Since that time, with the watchfulness of the once-bitten, I examine even the most harmless statements for accuracy. If you post some accusatory political meme and get back a Snopes fact-check link as a comment, it has probably come from me. Or if you put up some lovely picture on the Internet only to be told that it is obviously Photoshopped, I’m most likely the guy that pointed that out. I pride myself on being the bane of crackpot conspiracy theorists. I may have lost a few friends because of it, but I will never again be anybody’s fool.

6 Replies to “Lies”

  1. Ahh Tim – who was that guy at Wyo in 69-70 just couldn’t stop telling huge heroic whoppers about himself? We used to egg him on. “Aren’t you the guy that Neil Armstrong…?” and he wound up claiming to have hidden out in Apollo 11.
    Then there was all that “tuna fishing,” i.e. lying for sport. You already did one on Rusty’s bad influence. But thinking about Cinderella last week I remembered how innocent and easy to “hook” she was, and how, ironically, that made us feel bad about the whole game. RIP

  2. Tim, Mrs. Mabe…..I had totally forgotten about her. I had her for debate as well, but it must have been a different year. I debated “Resolved: Social Security benefits should be extended to include complete medical care.” I remember the 3×5 cards and the hours in the library – and trying to fish out the right cards from the little box when in the midst of the debate. That was the toughest task for me. And…..drama – the school plays. Wasn’t Mrs. Mabe our director one year? Was it the year we did “The Importance of Being Ernest” . I was one of the little kids – were you? Or were you a dog? … and the Beatles – you were definitely Ringo!! Oh, thanks for the memories!

    1. The two plays I was in that Mrs. Mabe directed were “The Crucible” and “The Skin of Our Teeth.” In the latter, I played Cain. Mrs. Mabe decided that “the mark of Cain” would be a big, red “C” on my forehead and I was to brush my hair down over my forehead for most of the play. I liked the look and kept it that way. Several months later, in Feb. of 64, The Beatles were on Ed Sullivan and the next day I was kicked out of school and told not to come back without a haircut. Also during “Skin of our Teeth,” I went up on my lines and started ad-libbing. Evidently, Mrs. Mabe got down on her knees backstage and prayed. Then we got to a part I remembered and it went on well from there. She never cast me in another play (too much stress I suppose) but she was the first and only teacher I ever had who took an interest and told me I should be a writer. It took a while, Mrs. Mabe, but here I am!

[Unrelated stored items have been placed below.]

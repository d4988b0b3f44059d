use crossterm::event::{KeyCode, KeyEvent, KeyModifiers};
use ratatui::Terminal;
use ratatui::backend::TestBackend;
use ratatui::layout::Rect;

use crate::io::records::{IDENTITY_KEY, TASKS_KEY};
use crate::io::storage::MemoryStore;
use crate::model::{AppConfig, Task};
use crate::tui::app::App;
use crate::tui::input::handle_key;

pub const TERM_W: u16 = 80;
pub const TERM_H: u16 = 24;

/// Render into an in-memory buffer and return plain text (no styles).
pub fn render_to_string<F>(w: u16, h: u16, f: F) -> String
where
    F: FnOnce(&mut ratatui::Frame, Rect),
{
    let backend = TestBackend::new(w, h);
    let mut terminal = Terminal::new(backend).unwrap();
    terminal
        .draw(|frame| {
            let area = frame.area();
            f(frame, area);
        })
        .unwrap();

    let buf = terminal.backend().buffer().clone();
    let w = buf.area.width as usize;
    let lines: Vec<String> = buf
        .content
        .chunks(w)
        .map(|row| {
            let s: String = row.iter().map(|cell| cell.symbol()).collect();
            s.trim_end().to_string()
        })
        .collect();

    // Trim trailing blank lines
    let end = lines
        .iter()
        .rposition(|l| !l.is_empty())
        .map_or(0, |i| i + 1);
    lines[..end].join("\n")
}

/// Render the whole app at the default terminal size
pub fn render_app(app: &mut App) -> String {
    render_app_sized(app, TERM_W, TERM_H)
}

pub fn render_app_sized(app: &mut App, w: u16, h: u16) -> String {
    render_to_string(w, h, |frame, _| super::render(frame, app))
}

/// A signed-out app with nothing persisted
pub fn fresh_app() -> App {
    App::new(Box::new(MemoryStore::new()), &AppConfig::default())
}

/// A signed-in app on Home holding `tasks` and the default tags
pub fn app_with_tasks(tasks: &[Task]) -> App {
    let json = serde_json::to_string(tasks).unwrap();
    let store = MemoryStore::new()
        .with(IDENTITY_KEY, "user@yopmail.com")
        .with(TASKS_KEY, &json);
    App::new(Box::new(store), &AppConfig::default())
}

pub fn press(app: &mut App, code: KeyCode) {
    handle_key(app, KeyEvent::new(code, KeyModifiers::NONE));
}

pub fn ctrl(app: &mut App, c: char) {
    handle_key(app, KeyEvent::new(KeyCode::Char(c), KeyModifiers::CONTROL));
}

pub fn type_text(app: &mut App, text: &str) {
    for c in text.chars() {
        press(app, KeyCode::Char(c));
    }
}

      1. Yes, it was ‘The Skin of our Teeth.’ How could I have forgotten? I’m sure your ad libs were as good as Thornton Wilder’s lines. I played Gladys, the Antrobus’ little girl, so I guess you were my brother. But, I do remember that you got kicked out for having ‘long hair’. Wasn’t Dairmuid Campbell (how do you spell his first name??) also asked to leave and go get a haircut??

  3. I recall trying to lie my way out of a few things during my life, especially my Junior High and High School years, but I don’t recall ever inventing several foreign dignitaries to back up an argument.